Abstract: Location-aware computing is important in pervasive computing and intelligent video surveillance. We propose a two-stage multimodal approach to locate the active speaker in intelligent environments. Firstly, human voice is captured as audio cue to find the approximate orientation of current speaker. Secondly, the colour feature of mouth region is extracted as visual cue to detect continuous mouth motion that identifies the active speaker. The speaking recognition is conducted by a well-trained Hidden Markov Model based on colour feature of mouth region during continuous motion.

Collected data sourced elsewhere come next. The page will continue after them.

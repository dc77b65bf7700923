//! Configuration types for the retrieval engine.
//!
//! This module contains all configuration structures:
//! - `RetrievalConfig`: page size, safety cap, concurrency, timeouts
//! - `RetryPolicy`: token-endpoint backoff
//! - `QueryPlan` / `PartitionStrategy`: what to fetch and how to split it
//!
//! # Security
//! These configuration structs intentionally do NOT store client secrets.
//! Credentials are handled separately through the security module.

mod query;
mod retrieval;

pub use query::{PartitionStrategy, QueryPlan, validate_identifier};
pub use retrieval::{MAX_TOKEN_TTL_SECS, PLATFORM_ROW_CAP, RetrievalConfig, RetryPolicy};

Experiments show that the proposed multimodal approach is effective for speaker localisation in intelligent indoor environments.

Keywords: location awareness; multimodal speaker; pervasive computing; TDOA; time delays of arrival; HMM; hidden Markov models; location-aware computing; intelligent video surveillance; active speakers; human voice; speaker orientation; colour features; continuous mouth motion; speaking recognition; security.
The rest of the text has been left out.